Este ano, em outubro, Moçambique vai ter eleições nos seus 53 municípios. Estas eleições são o grande ensaio sobre o sucesso político dos principais partidos: a Frelimo, a Renamo e o MDM, um ensaio sobre os desafios que as eleições presidenciais e legislativas de 2019 trarão.
Estudos de longa duração realizados em todo o mundo mostram um apoio cada vez menor à democracia. Sugerem, de facto, que a democracia como noção política não resolve por si os problemas de um país; a democracia tem de ser um sistema de participação na busca de soluções para os problemas que Moçambique enfrenta.

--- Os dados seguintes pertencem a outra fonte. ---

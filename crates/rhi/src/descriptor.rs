//! Descriptor set layouts, pools and writes.
//!
//! ```no_run
//! use std::sync::Arc;
//! use ash::vk;
//! use meshview_rhi::device::Device;
//! use meshview_rhi::descriptor::{DescriptorKind, DescriptorPool, DescriptorSetLayout, layout_binding};
//!
//! # fn example(device: Arc<Device>) -> Result<(), meshview_rhi::RhiError> {
//! let bindings = [
//!     layout_binding(0, DescriptorKind::UniformBuffer, vk::ShaderStageFlags::ALL_GRAPHICS),
//!     layout_binding(1, DescriptorKind::CombinedImageSampler, vk::ShaderStageFlags::FRAGMENT),
//! ];
//! let layout = DescriptorSetLayout::new(device.clone(), &bindings)?;
//! let pool = DescriptorPool::for_bindings(device, &bindings, 2)?;
//! let _sets = pool.allocate(&[layout.handle(); 2])?;
//! # Ok(())
//! # }
//! ```

use std::sync::Arc;

use ash::vk;
use tracing::debug;

use crate::device::Device;
use crate::error::RhiResult;

#[derive(Clone, Copy, Debug, PartialEq, Eq)]
pub enum DescriptorKind {
    UniformBuffer,
    CombinedImageSampler,
}

impl DescriptorKind {
    pub fn vk_type(self) -> vk::DescriptorType {
        match self {
            DescriptorKind::UniformBuffer => vk::DescriptorType::UNIFORM_BUFFER,
            DescriptorKind::CombinedImageSampler => vk::DescriptorType::COMBINED_IMAGE_SAMPLER,
        }
    }
}

/// A single-descriptor binding visible to `stages`.
pub fn layout_binding(
    binding: u32,
    kind: DescriptorKind,
    stages: vk::ShaderStageFlags,
) -> vk::DescriptorSetLayoutBinding<'static> {
    vk::DescriptorSetLayoutBinding::default()
        .binding(binding)
        .descriptor_type(kind.vk_type())
        .descriptor_count(1)
        .stage_flags(stages)
}

pub struct DescriptorSetLayout {
    device: Arc<Device>,
    raw: vk::DescriptorSetLayout,
}

impl DescriptorSetLayout {
    /// # Errors
    ///
    /// Returns a Vulkan error if creation fails.
    pub fn new(
        device: Arc<Device>,
        bindings: &[vk::DescriptorSetLayoutBinding<'_>],
    ) -> RhiResult<Self> {
        let info = vk::DescriptorSetLayoutCreateInfo::default().bindings(bindings);
        // SAFETY: `bindings` outlives the call.
        let raw = unsafe { device.handle().create_descriptor_set_layout(&info, None)? };
        Ok(Self { device, raw })
    }

    #[inline]
    pub fn handle(&self) -> vk::DescriptorSetLayout {
        self.raw
    }
}

impl Drop for DescriptorSetLayout {
    fn drop(&mut self) {
        // SAFETY: Nothing created from the layout is still in use.
        unsafe {
            self.device
                .handle()
                .destroy_descriptor_set_layout(self.raw, None)
        };
    }
}

/// Fixed-capacity pool. Sets are never freed individually.
pub struct DescriptorPool {
    device: Arc<Device>,
    raw: vk::DescriptorPool,
}

impl DescriptorPool {
    /// Creates a pool that holds `max_sets` sets shaped like `bindings`.
    ///
    /// # Errors
    ///
    /// Returns a Vulkan error if creation fails.
    pub fn for_bindings(
        device: Arc<Device>,
        bindings: &[vk::DescriptorSetLayoutBinding<'_>],
        max_sets: u32,
    ) -> RhiResult<Self> {
        let sizes = pool_sizes(bindings, max_sets);
        let info = vk::DescriptorPoolCreateInfo::default()
            .max_sets(max_sets)
            .pool_sizes(&sizes);

        // SAFETY: `sizes` outlives the call.
        let raw = unsafe { device.handle().create_descriptor_pool(&info, None)? };
        debug!("Descriptor pool for {} sets", max_sets);
        Ok(Self { device, raw })
    }

    /// Allocates one set per entry of `layouts`.
    ///
    /// # Errors
    ///
    /// `ERROR_OUT_OF_POOL_MEMORY` once the pool is exhausted.
    pub fn allocate(&self, layouts: &[vk::DescriptorSetLayout]) -> RhiResult<Vec<vk::DescriptorSet>> {
        let info = vk::DescriptorSetAllocateInfo::default()
            .descriptor_pool(self.raw)
            .set_layouts(layouts);
        // SAFETY: The pool is not used from another thread.
        Ok(unsafe { self.device.handle().allocate_descriptor_sets(&info)? })
    }
}

impl Drop for DescriptorPool {
    fn drop(&mut self) {
        // SAFETY: Destroying the pool frees its sets; no pending command
        // buffer binds them.
        unsafe { self.device.handle().destroy_descriptor_pool(self.raw, None) };
    }
}

/// Descriptor counts per type for `set_count` sets of `bindings`.
fn pool_sizes(
    bindings: &[vk::DescriptorSetLayoutBinding<'_>],
    set_count: u32,
) -> Vec<vk::DescriptorPoolSize> {
    let mut sizes: Vec<vk::DescriptorPoolSize> = Vec::new();
    for binding in bindings {
        let count = binding.descriptor_count * set_count;
        if let Some(size) = sizes.iter_mut().find(|s| s.ty == binding.descriptor_type) {
            size.descriptor_count += count;
        } else {
            sizes.push(vk::DescriptorPoolSize {
                ty: binding.descriptor_type,
                descriptor_count: count,
            });
        }
    }
    sizes
}

/// One resource to point a binding at.
#[derive(Clone, Copy, Debug)]
pub enum DescriptorWrite {
    /// The first `range` bytes of `buffer`.
    UniformBuffer {
        binding: u32,
        buffer: vk::Buffer,
        range: vk::DeviceSize,
    },
    /// An image in SHADER_READ_ONLY_OPTIMAL layout.
    CombinedImageSampler {
        binding: u32,
        sampler: vk::Sampler,
        view: vk::ImageView,
    },
}

/// Applies `writes` to `set` in one `vkUpdateDescriptorSets` call.
///
/// The set must not be bound by a command buffer that is still pending.
pub fn update_set(device: &Device, set: vk::DescriptorSet, writes: &[DescriptorWrite]) {
    let buffer_infos: Vec<_> = writes
        .iter()
        .map(|write| match *write {
            DescriptorWrite::UniformBuffer { buffer, range, .. } => vk::DescriptorBufferInfo {
                buffer,
                offset: 0,
                range,
            },
            DescriptorWrite::CombinedImageSampler { .. } => vk::DescriptorBufferInfo::default(),
        })
        .collect();
    let image_infos: Vec<_> = writes
        .iter()
        .map(|write| match *write {
            DescriptorWrite::CombinedImageSampler { sampler, view, .. } => {
                vk::DescriptorImageInfo {
                    sampler,
                    image_view: view,
                    image_layout: vk::ImageLayout::SHADER_READ_ONLY_OPTIMAL,
                }
            }
            DescriptorWrite::UniformBuffer { .. } => vk::DescriptorImageInfo::default(),
        })
        .collect();

    let vk_writes: Vec<_> = writes
        .iter()
        .enumerate()
        .map(|(i, write)| {
            let base = vk::WriteDescriptorSet::default().dst_set(set);
            match *write {
                DescriptorWrite::UniformBuffer { binding, .. } => base
                    .dst_binding(binding)
                    .descriptor_type(vk::DescriptorType::UNIFORM_BUFFER)
                    .buffer_info(std::slice::from_ref(&buffer_infos[i])),
                DescriptorWrite::CombinedImageSampler { binding, .. } => base
                    .dst_binding(binding)
                    .descriptor_type(vk::DescriptorType::COMBINED_IMAGE_SAMPLER)
                    .image_info(std::slice::from_ref(&image_infos[i])),
            }
        })
        .collect();

    // SAFETY: The info arrays outlive the call and the set is not in use.
    unsafe { device.handle().update_descriptor_sets(&vk_writes, &[]) };
}

#[cfg(test)]
mod tests {
    use super::*;

    #[test]
    fn test_layout_binding() {
        let binding = layout_binding(
            1,
            DescriptorKind::CombinedImageSampler,
            vk::ShaderStageFlags::FRAGMENT,
        );
        assert_eq!(binding.binding, 1);
        assert_eq!(binding.descriptor_type, vk::DescriptorType::COMBINED_IMAGE_SAMPLER);
        assert_eq!(binding.descriptor_count, 1);
        assert_eq!(binding.stage_flags, vk::ShaderStageFlags::FRAGMENT);
    }

    #[test]
    fn test_pool_sizes_per_type() {
        let bindings = [
            layout_binding(0, DescriptorKind::UniformBuffer, vk::ShaderStageFlags::ALL_GRAPHICS),
            layout_binding(1, DescriptorKind::CombinedImageSampler, vk::ShaderStageFlags::FRAGMENT),
        ];
        let sizes = pool_sizes(&bindings, 32);
        assert_eq!(sizes.len(), 2);
        assert_eq!(sizes[0].ty, vk::DescriptorType::UNIFORM_BUFFER);
        assert_eq!(sizes[0].descriptor_count, 32);
        assert_eq!(sizes[1].ty, vk::DescriptorType::COMBINED_IMAGE_SAMPLER);
        assert_eq!(sizes[1].descriptor_count, 32);
    }

    #[test]
    fn test_pool_sizes_merge_repeated_type() {
        let bindings = [
            layout_binding(0, DescriptorKind::UniformBuffer, vk::ShaderStageFlags::VERTEX),
            layout_binding(1, DescriptorKind::UniformBuffer, vk::ShaderStageFlags::FRAGMENT),
        ];
        let sizes = pool_sizes(&bindings, 2);
        assert_eq!(sizes.len(), 1);
        assert_eq!(sizes[0].descriptor_count, 4);
    }
}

Um dos principais desafios é o lugar dos jovens e das mulheres no campo político, uma realidade partilhada com outros países da região.

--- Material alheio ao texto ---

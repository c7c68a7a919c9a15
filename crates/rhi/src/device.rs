//! The logical device.
//!
//! [`Device`] is shared as `Arc<Device>` by every object created from it, so it
//! is destroyed only after the last buffer, image or pipeline. It keeps the
//! [`Instance`] alive in turn, and owns the gpu-allocator [`Allocator`] those
//! objects take memory from.

use std::ffi::{CStr, c_char};
use std::mem::ManuallyDrop;
use std::sync::{Arc, Mutex, MutexGuard};

use ash::vk;
use gpu_allocator::AllocationSizes;
use gpu_allocator::vulkan::{Allocator, AllocatorCreateDesc};
use tracing::{error, info};

use crate::error::{RhiError, RhiResult};
use crate::instance::Instance;
use crate::physical_device::{PhysicalDeviceInfo, QueueFamilyIndices};

/// Extensions a physical device must offer to be selected.
pub(crate) const DEVICE_EXTENSIONS: [&CStr; 2] =
    [ash::khr::swapchain::NAME, ash::khr::dynamic_rendering::NAME];

pub struct Device {
    raw: ash::Device,
    physical_device: vk::PhysicalDevice,
    queue_families: QueueFamilyIndices,
    graphics_queue: vk::Queue,
    present_queue: vk::Queue,
    max_sampler_anisotropy: f32,
    allocator: ManuallyDrop<Mutex<Allocator>>,
    // Dropped after `Drop::drop` has destroyed the device.
    instance: Arc<Instance>,
}

impl Device {
    /// Creates the device with one queue per distinct family and enables
    /// dynamic rendering and sampler anisotropy.
    ///
    /// # Errors
    ///
    /// [`RhiError::NoSuitableGpu`] if `info` lacks a graphics or present family,
    /// otherwise a Vulkan or allocator error.
    pub fn new(instance: &Arc<Instance>, info: &PhysicalDeviceInfo) -> RhiResult<Arc<Self>> {
        let families = info.queue_families;
        let (Some(graphics_family), Some(present_family)) =
            (families.graphics_family, families.present_family)
        else {
            return Err(RhiError::NoSuitableGpu);
        };

        let priority = [1.0f32];
        let queue_infos: Vec<_> = families
            .unique_families()
            .into_iter()
            .map(|family| {
                vk::DeviceQueueCreateInfo::default()
                    .queue_family_index(family)
                    .queue_priorities(&priority)
            })
            .collect();

        let extensions: Vec<*const c_char> = DEVICE_EXTENSIONS.iter().map(|e| e.as_ptr()).collect();
        let features = vk::PhysicalDeviceFeatures::default().sampler_anisotropy(true);
        let mut vulkan_13 = vk::PhysicalDeviceVulkan13Features::default().dynamic_rendering(true);

        let create_info = vk::DeviceCreateInfo::default()
            .queue_create_infos(&queue_infos)
            .enabled_extension_names(&extensions)
            .enabled_features(&features)
            .push_next(&mut vulkan_13);

        // SAFETY: `info.device` was enumerated from this instance and every
        // pointer in `create_info` outlives the call.
        let raw = unsafe { instance.handle().create_device(info.device, &create_info, None)? };

        let allocator = Allocator::new(&AllocatorCreateDesc {
            instance: instance.handle().clone(),
            device: raw.clone(),
            physical_device: info.device,
            debug_settings: Default::default(),
            buffer_device_address: false,
            allocation_sizes: AllocationSizes::default(),
        });
        let allocator = match allocator {
            Ok(allocator) => allocator,
            Err(e) => {
                // SAFETY: Nothing has been created from the device yet.
                unsafe { raw.destroy_device(None) };
                return Err(e.into());
            }
        };

        // SAFETY: Queue 0 of each family was requested above.
        let (graphics_queue, present_queue) = unsafe {
            (
                raw.get_device_queue(graphics_family, 0),
                raw.get_device_queue(present_family, 0),
            )
        };

        info!(
            "Logical device on '{}' (graphics family {}, present family {})",
            info.device_name(),
            graphics_family,
            present_family
        );

        Ok(Arc::new(Self {
            raw,
            physical_device: info.device,
            queue_families: families,
            graphics_queue,
            present_queue,
            max_sampler_anisotropy: info.max_sampler_anisotropy(),
            allocator: ManuallyDrop::new(Mutex::new(allocator)),
            instance: Arc::clone(instance),
        }))
    }

    #[inline]
    pub fn handle(&self) -> &ash::Device {
        &self.raw
    }

    #[inline]
    pub fn instance(&self) -> &Instance {
        &self.instance
    }

    #[inline]
    pub fn physical_device(&self) -> vk::PhysicalDevice {
        self.physical_device
    }

    #[inline]
    pub fn queue_families(&self) -> &QueueFamilyIndices {
        &self.queue_families
    }

    #[inline]
    pub fn present_queue(&self) -> vk::Queue {
        self.present_queue
    }

    #[inline]
    pub fn max_sampler_anisotropy(&self) -> f32 {
        self.max_sampler_anisotropy
    }

    /// # Errors
    ///
    /// [`RhiError::AllocatorPoisoned`] if another thread panicked mid-allocation.
    pub fn allocator(&self) -> RhiResult<MutexGuard<'_, Allocator>> {
        self.allocator.lock().map_err(|_| RhiError::AllocatorPoisoned)
    }

    /// # Errors
    ///
    /// Returns a Vulkan error if the device is lost.
    pub fn wait_idle(&self) -> RhiResult<()> {
        // SAFETY: Host access to the queues is not shared with another thread.
        unsafe { self.raw.device_wait_idle()? };
        Ok(())
    }

    /// Submits to the graphics queue, signalling `fence` on completion.
    ///
    /// # Safety
    ///
    /// The command buffers must be fully recorded, the semaphores in
    /// `submits` must be in the states the submission expects, and `fence`
    /// must be unsignaled and not tied to another pending submission.
    pub unsafe fn submit_graphics(&self, submits: &[vk::SubmitInfo], fence: vk::Fence) -> RhiResult<()> {
        // SAFETY: Upheld by the caller.
        unsafe { self.raw.queue_submit(self.graphics_queue, submits, fence)? };
        Ok(())
    }
}

impl Drop for Device {
    fn drop(&mut self) {
        // SAFETY: Every child object holds an `Arc<Device>`, so none are left.
        // The allocator frees its memory blocks before the device goes away.
        unsafe {
            if let Err(e) = self.raw.device_wait_idle() {
                error!("device_wait_idle failed during teardown: {e}");
            }
            ManuallyDrop::drop(&mut self.allocator);
            self.raw.destroy_device(None);
        }
        info!("Logical device destroyed");
    }
}

// SAFETY: The queues and physical device are plain handles and the allocator's
// mapped pointers are only reached through the `Mutex`.
unsafe impl Send for Device {}
unsafe impl Sync for Device {}

#[cfg(test)]
mod tests {
    use super::*;
    use crate::physical_device::supports_device_extensions;

    #[test]
    fn test_required_extensions() {
        assert!(DEVICE_EXTENSIONS.contains(&ash::khr::swapchain::NAME));
        assert!(DEVICE_EXTENSIONS.contains(&ash::khr::dynamic_rendering::NAME));
    }

    /// First device with the required extensions and a graphics queue,
    /// using that queue family for presentation too.
    fn headless_device_info(instance: &Instance) -> Option<PhysicalDeviceInfo> {
        let vk_instance = instance.handle();
        // SAFETY: The instance is live for the whole test.
        let devices = unsafe { vk_instance.enumerate_physical_devices().ok()? };
        devices.into_iter().find_map(|device| {
            if !supports_device_extensions(vk_instance, device) {
                return None;
            }
            // SAFETY: `device` was enumerated from this instance.
            let (properties, features, memory_properties, families) = unsafe {
                (
                    vk_instance.get_physical_device_properties(device),
                    vk_instance.get_physical_device_features(device),
                    vk_instance.get_physical_device_memory_properties(device),
                    vk_instance.get_physical_device_queue_family_properties(device),
                )
            };
            if features.sampler_anisotropy == vk::FALSE {
                return None;
            }
            let graphics = families
                .iter()
                .position(|f| f.queue_flags.contains(vk::QueueFlags::GRAPHICS))?
                as u32;
            Some(PhysicalDeviceInfo {
                device,
                properties,
                features,
                memory_properties,
                queue_families: QueueFamilyIndices {
                    graphics_family: Some(graphics),
                    present_family: Some(graphics),
                },
            })
        })
    }

    #[test]
    fn test_device_keeps_instance_alive() {
        // Needs a Vulkan 1.3 driver; skipped otherwise.
        let instance = match Instance::new(&[], false) {
            Ok(instance) => Arc::new(instance),
            Err(e) => {
                eprintln!("Skipping test: Vulkan not available ({e})");
                return;
            }
        };
        let Some(info) = headless_device_info(&instance) else {
            eprintln!("Skipping test: no device with dynamic rendering");
            return;
        };
        let device = match Device::new(&instance, &info) {
            Ok(device) => device,
            Err(e) => {
                eprintln!("Skipping test: device creation failed ({e})");
                return;
            }
        };

        assert_eq!(Arc::strong_count(&instance), 2);
        assert!(std::ptr::eq(device.instance(), &*instance));
        drop(device);
        assert_eq!(Arc::strong_count(&instance), 1);
    }

    #[test]
    fn test_device_is_shareable() {
        fn assert_send_sync<T: Send + Sync>() {}
        assert_send_sync::<Device>();
    }
}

O recente recenseamento em Moçambique apresenta dados que ajudam a compreender alguns dos problemas que marcam estas eleições. Quase dois terços da população têm menos de 25 anos, o que significa que a força de trabalho crescerá rapidamente nas próximas décadas. E significa igualmente um número crescente de novos eleitores e eleitoras. Emprego, habitação, transporte, educação são alguns dos problemas a que os candidatos às próximas eleições terão, direta ou indiretamente, de apresentar propostas de soluções, se quiserem conquistar os eleitores.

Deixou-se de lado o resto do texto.